井上真樹夫さんといえば、その唯一無二の低音ボイスが最大の魅力といえるでしょう。特に1977年から2代目として演じ続けた石川五ェ門は、斬鉄剣を振るう際のストイックさと、どこか浮世離れした粋な情緒を兼ね備えていました。彼が演じることで、五ェ門というキャラクターには「武士道」という名の深みが加わり、世代を超えて愛される象徴的な存在になったのは間違いありません。
時代を彩った宿命のライバルと宇宙の英雄
井上さんの活躍はルパン三世シリーズに留まりません。「巨人の星」では、主人公・星飛雄馬の宿敵である花形満を熱演されました。エリートでありながら内に熱い闘志を秘めた花形は、当時の子供たちにとって憧れの存在でした。また、「宇宙海賊キャプテンハーロック」では、孤独を愛し自らの信念に従って生きるハーロックを重厚に演じきり、大人の鑑賞にも堪えうるアニメ作品の土台を築き上げられました。

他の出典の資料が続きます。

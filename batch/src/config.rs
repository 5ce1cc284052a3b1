//! 批处理配置.

use lung_berry::dataset;
use std::env;
use std::path::PathBuf;

/// 批处理配置. 在启动时构建一次并传入 [`crate::runner::run`],
/// 之后只读, 没有其他全局状态.
#[derive(Debug, Clone)]
pub struct Config {
    /// 待分割扫描所在目录.
    pub input_dir: PathBuf,

    /// 轮廓图输出目录. 不存在时由 runner 创建.
    pub output_dir: PathBuf,

    /// 工作线程数.
    pub jobs: usize,
}

impl Config {
    /// 从环境变量或用户主目录构建配置.
    ///
    /// 1. 若环境变量 `$LUNG_SCAN_DIR` 非空, 输入目录取其值;
    ///    否则取 `$HOME/dataset/lungs`.
    /// 2. 若环境变量 `$LUNG_CONTOUR_DIR` 非空, 输出目录取其值;
    ///    否则取 `$HOME/dataset/lung-contours`.
    /// 3. 工作线程数取逻辑核个数.
    pub fn from_env_or_home() -> Self {
        Self {
            input_dir: env_dir_or("LUNG_SCAN_DIR", "lungs"),
            output_dir: env_dir_or("LUNG_CONTOUR_DIR", "lung-contours"),
            jobs: num_cpus::get(),
        }
    }
}

/// 读取环境变量 `var` 指定的目录. 变量缺失或为空时退回
/// `{用户主目录}/dataset/{home_tail}`.
fn env_dir_or(var: &str, home_tail: &str) -> PathBuf {
    match env::var(var) {
        Ok(d) if !d.is_empty() => PathBuf::from(d),
        _ => dataset::home_dataset_dir_with([home_tail]).unwrap(),
    }
}

#[cfg(test)]
mod tests {
    use super::*;

    #[test]
    fn test_env_dir_fallback() {
        let fallback = dataset::home_dataset_dir_with(["lungs"]).unwrap();

        env::remove_var("TEST_LUNG_DIR_UNSET");
        assert_eq!(env_dir_or("TEST_LUNG_DIR_UNSET", "lungs"), fallback);

        // 空值视同未设置.
        env::set_var("TEST_LUNG_DIR_EMPTY", "");
        assert_eq!(env_dir_or("TEST_LUNG_DIR_EMPTY", "lungs"), fallback);

        env::set_var("TEST_LUNG_DIR_SET", "/data/lungs");
        assert_eq!(
            env_dir_or("TEST_LUNG_DIR_SET", "lungs"),
            PathBuf::from("/data/lungs")
        );
    }
}
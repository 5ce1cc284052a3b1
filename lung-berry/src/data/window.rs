/// CT 窗口, 包含窗位 (window level) 和窗宽 (window width).
///
/// 该窗口是只读的. 若要修改窗口参数, 你应该创建新的实例.
#[derive(Copy, Clone, Debug)]
pub struct CtWindow {
    level: f32,
    width: f32,
}

impl CtWindow {
    /// 构建 CT 窗.
    ///
    /// `level` 和 `width` 必须在合理范围内, 否则返回 `None`.
    pub fn new(level: f32, width: f32) -> Option<CtWindow> {
        if (-1e5..=1e5).contains(&level) && 0.0 < width && width <= 1e5 {
            Some(Self { level, width })
        } else {
            None
        }
    }

    /// 构建一个便于展示扫描图像肺部结构的 CT 窗口. 该窗口的窗位为
    /// -600, 窗宽为 1500.
    #[inline]
    pub const fn from_lung_visual() -> CtWindow {
        Self {
            level: -600.0,
            width: 1500.0,
        }
    }

    /// 窗下限.
    #[inline]
    pub fn lower_bound(&self) -> f32 {
        self.level - self.width / 2.0
    }

    /// 窗上限.
    #[inline]
    pub fn upper_bound(&self) -> f32 {
        self.level + self.width / 2.0
    }

    /// 窗位.
    #[inline]
    pub fn level(&self) -> f32 {
        self.level
    }

    /// 窗宽.
    #[inline]
    pub fn width(&self) -> f32 {
        self.width
    }

    /// 求在当前 CT 窗设置下, `ct` HU 值对应的灰度图像素整数值 (0 <= value <= 255)
    ///
    /// 如果 `ct` 无意义 (如 inf, NaN), 则返回 `None`.
    pub fn eval(&self, ct: f32) -> Option<u8> {
        if !ct.is_finite() {
            return None;
        }
        let lb = self.lower_bound();
        if ct <= lb {
            Some(u8::MIN)
        } else if ct >= self.upper_bound() {
            Some(u8::MAX)
        } else {
            // 255, not 256.
            Some((((ct - lb) / self.width()) * 255.0) as u8)
        }
    }
}

#[cfg(test)]
mod tests {
    use crate::CtWindow;

    fn is_valid_init(level: f32, width: f32) -> bool {
        CtWindow::new(level, width).is_some()
    }

    #[test]
    fn test_ct_window_invalid_input() {
        assert!(!is_valid_init(0.0, -1.0));
        assert!(!is_valid_init(0.0, 0.0));
        assert!(!is_valid_init(-2e5, 100.0));
    }

    fn float_eq(a: f32, b: f32) -> bool {
        (a - b).abs() < 1e-8
    }

    #[test]
    fn test_lung_window_bounds() {
        // [-1350, 150]
        let ct = CtWindow::from_lung_visual();
        assert!(float_eq(ct.lower_bound(), -1350.0));
        assert!(float_eq(ct.upper_bound(), 150.0));

        assert_eq!(ct.eval(f32::NAN), None);
        assert_eq!(ct.eval(-2000.0), Some(0));
        assert_eq!(ct.eval(500.0), Some(255));
        // 窗位映射到中点.
        assert_eq!(ct.eval(-600.0), Some((255.0 * 0.5) as u8));
    }

    #[test]
    fn test_ct_window_generic() {
        // [60, 100]
        let ct = CtWindow::new(80.0, 40.0).unwrap();
        assert_eq!(ct.eval(f32::MIN), Some(0));
        assert_eq!(ct.eval(f32::MAX), Some(255));

        // 窗内取整只会向下, 贴着下限的值仍是 0.
        assert_eq!(ct.eval(60.0), Some(0));
        assert_eq!(ct.eval(60.1), Some(0));

        assert_eq!(ct.eval(70.0).unwrap(), (255.0 * 0.25) as u8);
        assert_eq!(ct.eval(90.0).unwrap(), (255.0 * 0.75) as u8);

        assert_eq!(ct.eval(99.999), Some(254));
        assert_eq!(ct.eval(100.0).unwrap(), u8::MAX);
    }
}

インターネット上では、この突然の訃報を受けて悲しみの声が次々と上がっています。SNSでは「また一つの時代が終わってしまった」「五ェ門の『またつまらぬものを斬ってしまった』という台詞は、井上さんの声でなければ完成しない」といった投稿が溢れ、トレンド入りする事態となりました。ファンのみならず、多くの後輩声優たちからも、そのプロフェッショナリズムを敬愛する追悼のメッセージが寄せられています。
ここで「急性心臓死」という言葉についても触れておきましょう。これは、心臓に持病がない、あるいは自覚症状が乏しい状態から、発症して24時間以内に急死することを指す医学的な呼称です。井上さんのように、最後まで現役として凛とした姿を見せてくださっていた方の突然の別れは、周囲にとって計り知れない衝撃を与えます。まさに、静かに刀を収めるような、潔すぎる最期だったのかもしれません。
編集者としての私見ですが、井上真樹夫さんの声は「男の美学」そのものでした。現代のアニメ界では多種多様な表現が増えていますが、彼のような「静寂の中に強烈な存在感を放つ」演技ができる役者は、そう多くありません。彼が遺した作品群は、映像がデジタル化され時代が移ろっても、色褪せることなく後世に語り継がれるべき文化遺産です。名優の安らかなるご冥福を、心よりお祈り申し上げます。